473,421 Members | 1,618 Online
Bytes | Software Development & Data Engineering Community
Post Job

Home Posts Topics Members FAQ

Join Bytes to post your question to a community of 473,421 software developers and data experts.

Deleting lines from a file

Hi,

I need to write a program which reads an external text file. Each time
it reads, then it needs to delete some lines, for instance from second
line to 55th line. The file is really big, so what do you think is the
fastest method to delete specific lines in a text file ?

Thanks

Dec 17 '07 #1
8 2199
Horacius ReX wrote:
Hi,

I need to write a program which reads an external text file. Each time
it reads, then it needs to delete some lines, for instance from second
line to 55th line. The file is really big, so what do you think is the
fastest method to delete specific lines in a text file ?
Not using a file but a database instead. If that's not possible, you can't
do anything but open/read/filter/write - filesystems (at least not the
known ones) don't support random deletion.

Diez
Dec 17 '07 #2
Horacius ReX wrote:
Hi,

I need to write a program which reads an external text file. Each time
it reads, then it needs to delete some lines, for instance from second
line to 55th line. The file is really big, so what do you think is the
fastest method to delete specific lines in a text file ?

Thanks
One way would be to "mark" the lines as being deleted by either:

1) replacing them with some known character sequence that you treat as deleted.
This assumes that the lines are long enough.

or

2) by keeping a separate dictionary that holds line numbers and deleteflag.
Pickle and dump this dictionary before program execution ends. Load it at
program execution beginning.

deletedFlags={1:False, 2: True, ...}

def load():
pFiles="deletedLines.toc"
fp=open(pFiles, 'wb')
deletedFlags=pickle.dump(fp)
fp.close()
def dump(deletedFlags):
pFiles="deletedLines.toc"
fp=open(pFiles, 'rb')
pickle.dump(deletedFlags, fp)
fp.close()

Caveats:

1) you must write EXACTLY the same number of bytes (padded with spaces, etc.) on
top of deleted lines. This method doesn't work if any of the lines
are so short they don't support your <DELETEDflag string.
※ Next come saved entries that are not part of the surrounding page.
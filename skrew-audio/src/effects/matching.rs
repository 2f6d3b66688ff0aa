//! Post-processing that anchors tone and level to the pre-edit audio

use crate::buffer::{peak, rms};
use crate::resample::fit_length;
use skrew_analysis::Stft;

const EPSILON: f32 = 1e-8;

/// Rescale each frequency bin so its mean magnitude matches `reference`
pub fn match_spectral_envelope(stft: &Stft, processed: &[f32], reference: &[f32]) -> Vec<f32> {
    if processed.is_empty() || reference.is_empty() {
        return processed.to_vec();
    }
    let target = stft.forward(reference).mean_magnitudes();
    let mut spectrogram = stft.forward(processed);
    let current = spectrogram.mean_magnitudes();

    let gains: Vec<f32> = target
        .iter()
        .zip(&current)
        .map(|(t, c)| t / (c + EPSILON))
        .collect();
    spectrogram.scale_bins(&gains);

    fit_length(stft.inverse(&spectrogram, processed.len()), processed.len())
}

/// Scale `processed` so its RMS equals the reference's
pub fn match_loudness(processed: &mut [f32], reference: &[f32]) {
    let current = rms(processed);
    if current <= EPSILON {
        return;
    }
    let gain = rms(reference) / current;
    processed.iter_mut().for_each(|s| *s *= gain);
}

/// Scale down so the peak does not exceed `ceiling`
pub fn limit_peak(samples: &mut [f32], ceiling: f32) {
    let max = peak(samples);
    if max > ceiling {
        let gain = ceiling / max;
        samples.iter_mut().for_each(|s| *s *= gain);
    }
}

#[cfg(test)]
mod tests {
    use super::*;
    use std::f32::consts::PI;

    fn sine(freq: f32, amp: f32, len: usize) -> Vec<f32> {
        (0..len)
            .map(|i| (2.0 * PI * freq * i as f32 / 22050.0).sin() * amp)
            .collect()
    }

    #[test]
    fn test_loudness_matches_reference() {
        let reference = sine(440.0, 0.5, 4096);
        let mut processed = sine(440.0, 0.1, 4096);
        match_loudness(&mut processed, &reference);
        assert!((rms(&processed) - rms(&reference)).abs() < 1e-4);
    }

    #[test]
    fn test_silence_is_left_alone() {
        let mut processed = vec![0.0f32; 128];
        match_loudness(&mut processed, &[0.5; 128]);
        assert!(processed.iter().all(|&s| s == 0.0));
    }

    #[test]
    fn test_envelope_restores_level() {
        let stft = Stft::default();
        let reference = sine(440.0, 0.5, 22050);
        let processed = sine(440.0, 0.05, 22050);
        let out = match_spectral_envelope(&stft, &processed, &reference);
        assert_eq!(out.len(), processed.len());
        let mid = 4096..18000;
        let ratio = rms(&out[mid.clone()]) / rms(&reference[mid]);
        assert!((ratio - 1.0).abs() < 0.05, "ratio {ratio}");
    }

    #[test]
    fn test_limit_peak() {
        let mut samples = vec![0.5, -2.0, 1.0];
        limit_peak(&mut samples, 1.0);
        assert_eq!(samples, vec![0.25, -1.0, 0.5]);

        let mut quiet = vec![0.5, -0.2];
        limit_peak(&mut quiet, 1.0);
        assert_eq!(quiet, vec![0.5, -0.2]);
    }
}
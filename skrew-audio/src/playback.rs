//! Looping playback of the working buffer through the default output device
//!
//! The device callback and the control methods share one [`PlaybackState`]
//! behind a single lock, so the buffer and its position are always swapped
//! together. The callback only ever `try_lock`s: on contention it writes
//! silence instead of waiting.

use crate::buffer::SampleBuffer;
use cpal::traits::{DeviceTrait, HostTrait, StreamTrait};
use parking_lot::Mutex;
use std::sync::Arc;
use thiserror::Error;
use tracing::{debug, error, warn};

/// Failures opening or driving the output stream
#[derive(Error, Debug)]
pub enum PlaybackError {
    #[error("no audio output device found")]
    NoDevice,
    #[error("failed to query output config: {0}")]
    Config(String),
    #[error("failed to create audio stream: {0}")]
    Build(String),
    #[error("failed to start audio: {0}")]
    Play(String),
}

/// Everything the callback reads, guarded together
#[derive(Debug, Default)]
pub struct PlaybackState {
    pub buffer: Option<Arc<SampleBuffer>>,
    /// Next frame to play
    pub position: usize,
    pub playing: bool,
}

/// Fill one interleaved output block from `state`
///
/// Reaching the end of the buffer mid-block leaves the rest of the block
/// silent and wraps the position to zero.
pub fn render(state: &mut PlaybackState, out: &mut [f32], channels: usize) {
    out.fill(0.0);
    let channels = channels.max(1);
    if !state.playing {
        return;
    }
    let Some(buffer) = state.buffer.as_ref() else {
        return;
    };

    let src_channels = buffer.channels() as usize;
    let samples = buffer.samples();
    let frames = buffer.frames();

    for frame in out.chunks_exact_mut(channels) {
        if state.position >= frames {
            break;
        }
        let base = state.position * src_channels;
        for (ch, slot) in frame.iter_mut().enumerate() {
            *slot = samples[base + ch % src_channels];
        }
        state.position += 1;
    }

    if state.position >= frames {
        state.position = 0;
    }
}

struct DeviceStream {
    stream: cpal::Stream,
    sample_rate: u32,
}

enum Output {
    /// No device; state changes only
    Headless,
    Device(Option<DeviceStream>),
}

/// Controls playback of one buffer at a time
///
/// The underlying stream is opened lazily on the first `start` and reopened
/// when a buffer with a different sample rate is loaded.
pub struct PlaybackEngine {
    shared: Arc<Mutex<PlaybackState>>,
    output: Output,
    block_size: usize,
}

impl PlaybackEngine {
    /// Engine that plays through the default output device in blocks of `block_size` frames
    pub fn new(block_size: usize) -> Self {
        Self {
            shared: Arc::new(Mutex::new(PlaybackState::default())),
            output: Output::Device(None),
            block_size: block_size.max(1),
        }
    }

    /// Engine without an audio device, for batch mode and tests
    pub fn headless() -> Self {
        Self {
            shared: Arc::new(Mutex::new(PlaybackState::default())),
            output: Output::Headless,
            block_size: 0,
        }
    }

    /// Replace the loaded buffer; the position is kept when it still fits
    pub fn load(&mut self, buffer: Arc<SampleBuffer>) {
        let mut state = self.shared.lock();
        if state.position >= buffer.frames() {
            state.position = 0;
        }
        state.buffer = Some(buffer);
    }

    /// Start playing, optionally from a given frame
    pub fn start(&mut self, from: Option<usize>) -> Result<(), PlaybackError> {
        let sample_rate = {
            let mut state = self.shared.lock();
            if let Some(position) = from {
                let frames = state.buffer.as_ref().map_or(0, |b| b.frames());
                state.position = if position < frames { position } else { 0 };
            }
            state.buffer.as_ref().map(|b| b.sample_rate())
        };

        if let Some(sample_rate) = sample_rate {
            self.ensure_stream(sample_rate)?;
        }
        self.shared.lock().playing = true;

        if let Output::Device(Some(device)) = &self.output {
            device
                .stream
                .play()
                .map_err(|e| PlaybackError::Play(e.to_string()))?;
        }
        debug!(position = self.position(), "playback started");
        Ok(())
    }

    pub fn pause(&mut self) {
        self.shared.lock().playing = false;
        if let Output::Device(Some(device)) = &self.output {
            if let Err(e) = device.stream.pause() {
                warn!(error = %e, "failed to pause stream");
            }
        }
    }

    /// Toggle between playing and paused; returns whether playback is now active
    pub fn toggle(&mut self) -> Result<bool, PlaybackError> {
        if self.is_playing() {
            self.pause();
            Ok(false)
        } else {
            self.start(None)?;
            Ok(true)
        }
    }

    pub fn reset_position(&mut self) {
        self.shared.lock().position = 0;
    }

    pub fn is_playing(&self) -> bool {
        self.shared.lock().playing
    }

    pub fn position(&self) -> usize {
        self.shared.lock().position
    }

    fn ensure_stream(&mut self, sample_rate: u32) -> Result<(), PlaybackError> {
        let Output::Device(current) = &mut self.output else {
            return Ok(());
        };
        if current.as_ref().is_some_and(|d| d.sample_rate == sample_rate) {
            return Ok(());
        }
        // Drop the old stream before opening another on the same device
        *current = None;
        let stream = open_stream(Arc::clone(&self.shared), sample_rate, self.block_size)?;
        *current = Some(DeviceStream {
            stream,
            sample_rate,
        });
        Ok(())
    }
}

fn open_stream(
    shared: Arc<Mutex<PlaybackState>>,
    sample_rate: u32,
    block_size: usize,
) -> Result<cpal::Stream, PlaybackError> {
    let host = cpal::default_host();
    let device = host.default_output_device().ok_or(PlaybackError::NoDevice)?;
    let supported = device
        .default_output_config()
        .map_err(|e| PlaybackError::Config(e.to_string()))?;
    let channels = supported.channels();

    let fixed = cpal::StreamConfig {
        channels,
        sample_rate: cpal::SampleRate(sample_rate),
        buffer_size: cpal::BufferSize::Fixed(block_size as u32),
    };

    match build(&device, &fixed, Arc::clone(&shared)) {
        Ok(stream) => Ok(stream),
        Err(e) => {
            debug!(error = %e, "fixed block size rejected, using device default");
            let config = cpal::StreamConfig {
                buffer_size: cpal::BufferSize::Default,
                ..fixed
            };
            build(&device, &config, shared)
        }
    }
}

fn build(
    device: &cpal::Device,
    config: &cpal::StreamConfig,
    shared: Arc<Mutex<PlaybackState>>,
) -> Result<cpal::Stream, PlaybackError> {
    let channels = config.channels as usize;
    device
        .build_output_stream(
            config,
            move |data: &mut [f32], _: &cpal::OutputCallbackInfo| {
                // Never block the real-time thread
                match shared.try_lock() {
                    Some(mut state) => render(&mut state, data, channels),
                    None => data.fill(0.0),
                }
            },
            |err| error!(error = %err, "audio stream error"),
            None,
        )
        .map_err(|e| PlaybackError::Build(e.to_string()))
}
2) You must be very careful to maintain consistency of the deletedFlags
dictionary and the data file (by using try/except/finally around your entire
process).

Personally I would employ method #2 and periodically "pack" the file with a
separate process. That could run unattended (e.g. at night). Or, if I did this
a lot, I would use a database instead.

-Larry
Dec 17 '07 #3

On Dec 17, 2007, at 5:34 AM, Horacius ReX wrote:
I need to write a program which reads an external text file. Each time
it reads, then it needs to delete some lines, for instance from second
line to 55th line. The file is really big, so what do you think is the
fastest method to delete specific lines in a text file ?
AFAIK, there really isn't much you can do to *speed* the reading and
writing of the large text file. But maybe you can avoid doing it too
much. If you must make many changes it might help to just keep a list
of lines to consider "deleted" -- and write the modified file out later.

hth,
Michael

---
"I use tuples simply because of their mellifluous appellation." --Neil
Cerutti

Dec 17 '07 #4
and regardless of the speed, what do you think would be the best
method to do this ?

Michael Bentley wrote:
On Dec 17, 2007, at 5:34 AM, Horacius ReX wrote:
I need to write a program which reads an external text file. Each time
it reads, then it needs to delete some lines, for instance from second
line to 55th line. The file is really big, so what do you think is the
fastest method to delete specific lines in a text file ?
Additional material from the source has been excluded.